Медленно говорит Ленька:
— Серега Кольцов в такой мороз приехал со станции. Вот мороз тоже был… У него ухи отмерзли и раскрошились, как баранки, а потом летом выросли опять.
— Ну и врешь, — сказал доктор Иван Иванович серьезно.
— Нет, правда. Я сам видел. Только ухи были поменьше уж…
— Во-первых, не ухи, а уши, — сказал Иван Иванович серьезно.
— Ну, довольно этого вздора, нужно подумать, что же в такой мороз — никакой охоты! — задумавшись, сказал Павел Александрович, глядя в окно.
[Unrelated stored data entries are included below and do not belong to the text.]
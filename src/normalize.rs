//! Message field normalization
//!
//! Given the raw text field, the rich-text blob, the sender, and the
//! formatted timestamp, this module produces the canonical per-message
//! fields: the resolved display text, link extraction over it, and the
//! content hash external callers use for dedupe independent of row ids.

use std::sync::OnceLock;

use regex::Regex;
use sha2::{Digest, Sha256};

use crate::decoder::decode_body;
use crate::models::LinkKind;

/// Domains whose links mark a message as a link of interest.
const INTEREST_DOMAINS: [&str; 2] = ["open.spotify.com", "spotify.link"];

/// Normalized fields for one message.
#[derive(Debug, Clone, Default)]
pub struct NormalizedFields {
    /// Resolved display text; empty string when nothing is recoverable
    pub final_text: String,
    /// True when the text contains a link of interest
    pub has_link: bool,
    /// First matching link, if any
    pub first_link_url: Option<String>,
    /// Stable fingerprint; absent for empty messages
    pub content_hash: Option<String>,
}

/// Normalize one message's fields.
///
/// Text precedence: a non-empty plain-text field wins verbatim; otherwise
/// the decoded blob text; otherwise empty string (never null). Empty
/// messages are not hashed since they are not meaningfully unique.
#[must_use]
pub fn normalize_fields(
    text: Option<&str>,
    body: Option<&[u8]>,
    sender: Option<&str>,
    date: &str,
) -> NormalizedFields {
    let final_text = match text {
        Some(t) if !t.trim().is_empty() => t.to_string(),
        _ => body.and_then(decode_body).unwrap_or_default(),
    };

    let links = extract_links(&final_text);
    let first_link_url = links.first().cloned();
    let has_link = links
        .iter()
        .any(|url| classify_link(url) == LinkKind::Spotify);

    let content_hash = if final_text.trim().is_empty() {
        None
    } else {
        Some(content_hash(&final_text, sender.unwrap_or(""), date))
    };

    NormalizedFields {
        final_text,
        has_link,
        first_link_url,
        content_hash,
    }
}

/// Extract http(s) links of interest from text, in order of appearance.
///
/// Allowlist-first: Spotify and YouTube links match always; other URLs are
/// included so downstream link aggregation can categorize them as `Other`.
#[must_use]
pub fn extract_links(text: &str) -> Vec<String> {
    static URL_RE: OnceLock<Regex> = OnceLock::new();
    #[allow(clippy::unwrap_used)] // pattern is a compile-time constant
    let re = URL_RE.get_or_init(|| Regex::new(r"https?://[^\s<>\)\]]+").unwrap());

    re.find_iter(text)
        .map(|m| m.as_str().trim_end_matches(['.', ',', '!', '?']).to_string())
        .collect()
}

/// Categorize an extracted link for downstream aggregation.
#[must_use]
pub fn classify_link(url: &str) -> LinkKind {
    let lowered = url.to_lowercase();
    if INTEREST_DOMAINS.iter().any(|d| lowered.contains(d)) {
        LinkKind::Spotify
    } else if lowered.contains("youtube.com") || lowered.contains("youtu.be") {
        LinkKind::YouTube
    } else {
        LinkKind::Other
    }
}

/// Identity form of a link: the URL with its query string stripped.
///
/// Share links carry per-send tracking parameters (`?si=...`) that would
/// make identical tracks compare unequal.
#[must_use]
pub fn link_identity(url: &str) -> &str {
    url.split(['?', '#']).next().unwrap_or(url)
}

/// Stable one-way fingerprint over text + sender + timestamp.
///
/// Inputs are lowercased and trimmed so formatting drift between runs does
/// not change the hash.
#[must_use]
pub fn content_hash(text: &str, sender: &str, date: &str) -> String {
    let mut hasher = Sha256::new();
    hasher.update(text.trim().to_lowercase());
    hasher.update("|");
    hasher.update(sender.trim().to_lowercase());
    hasher.update("|");
    hasher.update(date.trim());
    hex::encode(hasher.finalize())
}

#[cfg(test)]
mod tests {
    use super::*;

    #[test]
    fn plain_text_wins_over_blob() {
        let blob = b"\x04\x0bstreamtyped junk".to_vec();
        let fields = normalize_fields(Some("plain body"), Some(&blob), Some("x"), "2024-01-01 00:00:00");
        assert_eq!(fields.final_text, "plain body");
    }

    #[test]
    fn empty_message_gets_empty_text_and_no_hash() {
        let fields = normalize_fields(None, None, Some("x"), "2024-01-01 00:00:00");
        assert_eq!(fields.final_text, "");
        assert!(fields.content_hash.is_none());
        assert!(!fields.has_link);
    }

    #[test]
    fn spotify_link_round_trip() {
        let text = "check this out https://open.spotify.com/track/abc123?si=xyz";
        let links = extract_links(text);
        assert_eq!(links, vec!["https://open.spotify.com/track/abc123?si=xyz"]);
        assert_eq!(
            link_identity(&links[0]),
            "https://open.spotify.com/track/abc123"
        );

        let fields = normalize_fields(Some(text), None, None, "2024-01-01 00:00:00");
        assert!(fields.has_link);
        assert_eq!(fields.first_link_url.as_deref(), Some(links[0].as_str()));
    }

    #[test]
    fn link_classification() {
        assert_eq!(
            classify_link("https://open.spotify.com/track/abc"),
            LinkKind::Spotify
        );
        assert_eq!(classify_link("https://spotify.link/xyz"), LinkKind::Spotify);
        assert_eq!(classify_link("https://youtu.be/abc"), LinkKind::YouTube);
        assert_eq!(classify_link("https://example.com/a"), LinkKind::Other);
    }

    #[test]
    fn generic_link_does_not_set_interest_flag() {
        let fields = normalize_fields(
            Some("see https://example.com/page"),
            None,
            None,
            "2024-01-01 00:00:00",
        );
        assert!(!fields.has_link);
        assert_eq!(
            fields.first_link_url.as_deref(),
            Some("https://example.com/page")
        );
    }

    #[test]
    fn hash_is_stable_across_formatting() {
        let a = content_hash("Hello World ", "  +1555 ", "2024-01-01 00:00:00");
        let b = content_hash("hello world", "+1555", "2024-01-01 00:00:00");
        assert_eq!(a, b);
        let c = content_hash("hello world", "+1556", "2024-01-01 00:00:00");
        assert_ne!(a, c);
    }

    #[test]
    fn trailing_punctuation_is_trimmed_from_links() {
        let links = extract_links("listen: https://open.spotify.com/track/abc.");
        assert_eq!(links, vec!["https://open.spotify.com/track/abc"]);
    }
}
— Вороны на лету замерзают… — процедил Ленька протяжно.
— Опять ерунда, тогда бы ворон не было, — заметил серьезно Василий Сергеевич. — Вот градусник у вас замерз. Это ты его испортил, — сказал он, глядя на Леньку.
— Чего ж, вы сами его велели кипятком полить — он и лопнул…
— Ух, ты, ну и стужа… — потирая руки, говорит, входя, Герасим Дементьевич — деревенский охотник. — Во, и мороз… А ловко на лыжах, прямо сами едут… Гладь… крепко, снег ровный.
— Герасим! — обрадовались мы. — Садись, — говорим.
— Подлей ему в чай коньяку, озяб, поди. Как же это ты пришел?
— Узнал, — говорит Герасим, — со станции сказывали, что приехали вы. Думал, пойду. Теперь вот погреюсь, ну и пойдемте, Пал Лександрыч, вот за край мохового болота. Сейчас заяц крепко лежит, в мороз-то близко подпускает. Вся тетеря теперь в снегу сидит, прямо на лыжах на ее наедешь… В снегу сидит — греется. В снегу-то тепло…
— Верно, — говорю я, — тетерева в снег зарылись глубоко. Не мерзнут там.
Лес был покрыт густым инеем. Тишина. Какое-то особенное царство мороза. Узоры ветвей четко белели кружевом, выделяясь ровно на синем небе. Синие тени ложились от нас по белым снегам, когда мы шли краем лесных релок [632] . Впереди Герасим идет по следу и останавливается, поднимает руку. Мы подходим к нему. Он тихо говорит нам: «Петля… расходись…» И только мы отошли на лыжах, Герасим крикнул: «Береги!..» Раздались выстрелы, и я увидел, как мелькнул заяц и пропал под горкой сугроба. Герасим быстро шел и, наклонясь в кустах, поднял зайца.
632
релка — небольшое возвышение на низменности (бывает в заболоченных низинах).